//! Tipos de erro para qlink-cell

use thiserror::Error;

/// Resultado customizado para operações de célula
pub type CellResult<T> = Result<T, CellError>;

/// Erros que podem ocorrer ao abrir, mapear ou remover uma célula
#[derive(Debug, Clone, PartialEq, Eq, Error)]
pub enum CellError {
    /// Primitiva do SO falhou (criar, dimensionar ou mapear a região).
    /// Irrecuperável: nunca é repetida.
    #[error("Cannot create or map cell '{name}': {reason}")]
    Resource { name: String, reason: String },

    #[error("Cell already exists: {0}")]
    AlreadyExists(String),

    #[error("Cell not found: {0}")]
    NotFound(String),

    #[error("Cell '{name}' belongs to owner {found}, expected {expected}")]
    OwnerMismatch {
        name: String,
        expected: u32,
        found: u32,
    },

    #[error("Invalid cell name '{name}': {reason}")]
    InvalidName { name: String, reason: &'static str },

    /// Região existe mas o criador ainda não publicou o cabeçalho
    #[error("Cell not initialized: {0}")]
    Uninitialized(String),

    #[error("Cell '{name}' has incompatible layout (magic {magic:#010x}, version {version})")]
    IncompatibleLayout {
        name: String,
        magic: u32,
        version: u32,
    },
}

impl CellError {
    pub(crate) fn resource(name: impl Into<String>, err: std::io::Error) -> Self {
        CellError::Resource {
            name: name.into(),
            reason: err.to_string(),
        }
    }

    /// Erro de validação (nenhum estado foi tocado)
    pub fn is_validation(&self) -> bool {
        matches!(self, CellError::InvalidName { .. })
    }

    /// A região simplesmente não está disponível agora
    pub fn is_lookup_failure(&self) -> bool {
        matches!(
            self,
            CellError::NotFound(_) | CellError::Uninitialized(_) | CellError::IncompatibleLayout { .. }
        )
    }
}

#[cfg(test)]
mod tests {
    use super::*;

    #[test]
    fn test_error_display() {
        let err = CellError::OwnerMismatch {
            name: "q".into(),
            expected: 1,
            found: 7,
        };
        assert!(err.to_string().contains("owner 7"));
    }

    #[test]
    fn test_resource_from_io() {
        let io = std::io::Error::new(std::io::ErrorKind::PermissionDenied, "denied");
        let err = CellError::resource("q", io);
        assert!(matches!(err, CellError::Resource { .. }));
        assert!(!err.is_lookup_failure());
    }
}
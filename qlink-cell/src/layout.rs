//! # Layout do registro compartilhado
//!
//! O único contrato entre processos. Cada campo ocupa uma palavra de 64 bits
//! acessada atomicamente, de modo que escritores em mapeamentos diferentes
//! nunca produzem acesso indefinido. O registro como um todo não é atômico.
//!
//! ```text
//! word   campo
//! ─────  ──────────────────────────────────────
//!  0     magic (lo32) | version (hi32)
//!  1     owner_tag
//!  2     link_count
//!  3     measurement (0 = |0⟩, 1 = |1⟩, 2 = não medido)
//!  4-7   α.re, α.im, β.re, β.im (bits f64)
//!  8     created_at (ms)
//!  9     decohere_timeout (ms)
//! 10-41  4 slots de link × 64 bytes
//! ```

use serde::{Deserialize, Serialize};
use std::fmt;

/// "QLNK"
pub const MAGIC: u32 = 0x514C_4E4B;
pub const LAYOUT_VERSION: u32 = 1;

/// Máximo de links por célula (fixo no layout)
pub const LINK_CAPACITY: usize = 4;
/// Bytes por slot de link
pub const LINK_SLOT_BYTES: usize = 64;
/// Tamanho máximo de um nome (o último byte do slot é sempre NUL)
pub const NAME_CAPACITY: usize = LINK_SLOT_BYTES - 1;
/// Prazo gravado por `initialize`, até o dono carimbar o seu
pub const INITIAL_DECOHERE_TIMEOUT_MS: u64 = 5000;

pub(crate) const WORD_HEADER: usize = 0;
pub(crate) const WORD_OWNER_TAG: usize = 1;
pub(crate) const WORD_LINK_COUNT: usize = 2;
pub(crate) const WORD_MEASUREMENT: usize = 3;
pub(crate) const WORD_ALPHA_RE: usize = 4;
pub(crate) const WORD_ALPHA_IM: usize = 5;
pub(crate) const WORD_BETA_RE: usize = 6;
pub(crate) const WORD_BETA_IM: usize = 7;
pub(crate) const WORD_CREATED_AT: usize = 8;
pub(crate) const WORD_DECOHERE_TIMEOUT: usize = 9;
pub(crate) const WORD_LINKS: usize = 10;
pub(crate) const WORDS_PER_LINK: usize = LINK_SLOT_BYTES / 8;

/// Palavras de 64 bits no registro
pub const RECORD_WORDS: usize = WORD_LINKS + LINK_CAPACITY * WORDS_PER_LINK;
/// Tamanho do registro em bytes
pub const RECORD_SIZE: usize = RECORD_WORDS * 8;

const MEASUREMENT_ZERO: u64 = 0;
const MEASUREMENT_ONE: u64 = 1;
const MEASUREMENT_NONE: u64 = 2;

pub(crate) fn pack_header(magic: u32, version: u32) -> u64 {
    (magic as u64) | ((version as u64) << 32)
}

pub(crate) fn unpack_header(word: u64) -> (u32, u32) {
    (word as u32, (word >> 32) as u32)
}

/// Resultado de uma medição
#[derive(Clone, Copy, Debug, PartialEq, Eq, Hash, Serialize, Deserialize)]
#[repr(u8)]
pub enum Outcome {
    Zero = 0,
    One = 1,
}

impl Outcome {
    pub fn as_bit(self) -> u8 {
        self as u8
    }

    pub fn from_bit(bit: bool) -> Self {
        if bit { Outcome::One } else { Outcome::Zero }
    }
}

impl From<Outcome> for u8 {
    fn from(outcome: Outcome) -> u8 {
        outcome.as_bit()
    }
}

impl fmt::Display for Outcome {
    fn fmt(&self, f: &mut fmt::Formatter<'_>) -> fmt::Result {
        write!(f, "|{}⟩", self.as_bit())
    }
}

/// Flag tri-estado de medição
#[derive(Clone, Copy, Debug, PartialEq, Eq, Hash, Serialize, Deserialize, Default)]
pub enum Measurement {
    #[default]
    Unmeasured,
    Measured(Outcome),
}

impl Measurement {
    pub fn is_measured(self) -> bool {
        matches!(self, Measurement::Measured(_))
    }

    pub fn outcome(self) -> Option<Outcome> {
        match self {
            Measurement::Measured(outcome) => Some(outcome),
            Measurement::Unmeasured => None,
        }
    }

    pub(crate) fn encode(self) -> u64 {
        match self {
            Measurement::Unmeasured => MEASUREMENT_NONE,
            Measurement::Measured(Outcome::Zero) => MEASUREMENT_ZERO,
            Measurement::Measured(Outcome::One) => MEASUREMENT_ONE,
        }
    }

    /// Valores desconhecidos contam como não medido
    pub(crate) fn decode(word: u64) -> Self {
        match word {
            MEASUREMENT_ZERO => Measurement::Measured(Outcome::Zero),
            MEASUREMENT_ONE => Measurement::Measured(Outcome::One),
            _ => Measurement::Unmeasured,
        }
    }
}

impl From<Outcome> for Measurement {
    fn from(outcome: Outcome) -> Self {
        Measurement::Measured(outcome)
    }
}

/// Codifica um nome num slot de link (zero-padded, little-endian)
pub(crate) fn encode_slot(name: &str) -> [u64; WORDS_PER_LINK] {
    let mut bytes = [0u8; LINK_SLOT_BYTES];
    let len = name.len().min(NAME_CAPACITY);
    bytes[..len].copy_from_slice(&name.as_bytes()[..len]);

    let mut words = [0u64; WORDS_PER_LINK];
    for (word, chunk) in words.iter_mut().zip(bytes.chunks_exact(8)) {
        let mut buf = [0u8; 8];
        buf.copy_from_slice(chunk);
        *word = u64::from_le_bytes(buf);
    }
    words
}

/// Decodifica um slot; `None` se vazio ou não UTF-8
pub(crate) fn decode_slot(words: &[u64; WORDS_PER_LINK]) -> Option<String> {
    let mut bytes = [0u8; LINK_SLOT_BYTES];
    for (chunk, word) in bytes.chunks_exact_mut(8).zip(words) {
        chunk.copy_from_slice(&word.to_le_bytes());
    }
    let end = bytes.iter().position(|&b| b == 0).unwrap_or(NAME_CAPACITY);
    if end == 0 {
        return None;
    }
    String::from_utf8(bytes[..end].to_vec()).ok()
}

/// Timestamp em milissegundos (relógio de parede, compartilhável entre processos)
pub fn now_ms() -> u64 {
    std::time::SystemTime::now()
        .duration_since(std::time::UNIX_EPOCH)
        .map(|d| d.as_millis() as u64)
        .unwrap_or(0)
}

#[cfg(test)]
mod tests {
    use super::*;

    #[test]
    fn test_record_size() {
        assert_eq!(RECORD_WORDS, 42);
        assert_eq!(RECORD_SIZE, 336);
    }

    #[test]
    fn test_header_packing() {
        let word = pack_header(MAGIC, LAYOUT_VERSION);
        assert_eq!(unpack_header(word), (MAGIC, LAYOUT_VERSION));
    }

    #[test]
    fn test_measurement_encoding() {
        assert_eq!(Measurement::decode(Measurement::Unmeasured.encode()), Measurement::Unmeasured);
        assert_eq!(Measurement::decode(1), Measurement::Measured(Outcome::One));
        assert_eq!(Measurement::decode(0), Measurement::Measured(Outcome::Zero));
        assert_eq!(Measurement::decode(99), Measurement::Unmeasured);
    }

    #[test]
    fn test_slot_codec() {
        let slot = encode_slot("adv_qubit3");
        assert_eq!(decode_slot(&slot).as_deref(), Some("adv_qubit3"));
        assert_eq!(decode_slot(&[0; WORDS_PER_LINK]), None);
    }

    #[test]
    fn test_slot_keeps_terminator() {
        let long = "x".repeat(80);
        let decoded = decode_slot(&encode_slot(&long)).unwrap();
        assert_eq!(decoded.len(), NAME_CAPACITY);
    }
}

**ABOUT THIS EXERCISE**
Could you write out exactly the lines above, starting at the first one and ending with the line that has "create or map"?

**EXERCISE RESPONSE**
//! Tipos de erro para qlink-cell

use thiserror::Error;

/// Resultado customizado para operações de célula
pub type CellResult<T> = Result<T, CellError>;

/// Erros que podem ocorrer ao abrir, mapear ou remover uma célula
#[derive(Debug, Clone, PartialEq, Eq, Error)]
pub enum CellError {
    /// Primitiva do SO falhou (criar, dimensionar ou mapear a região).
    /// Irrecuperável: nunca é repetida.
    #[error("Cannot create or map cell '{name}': {reason}")]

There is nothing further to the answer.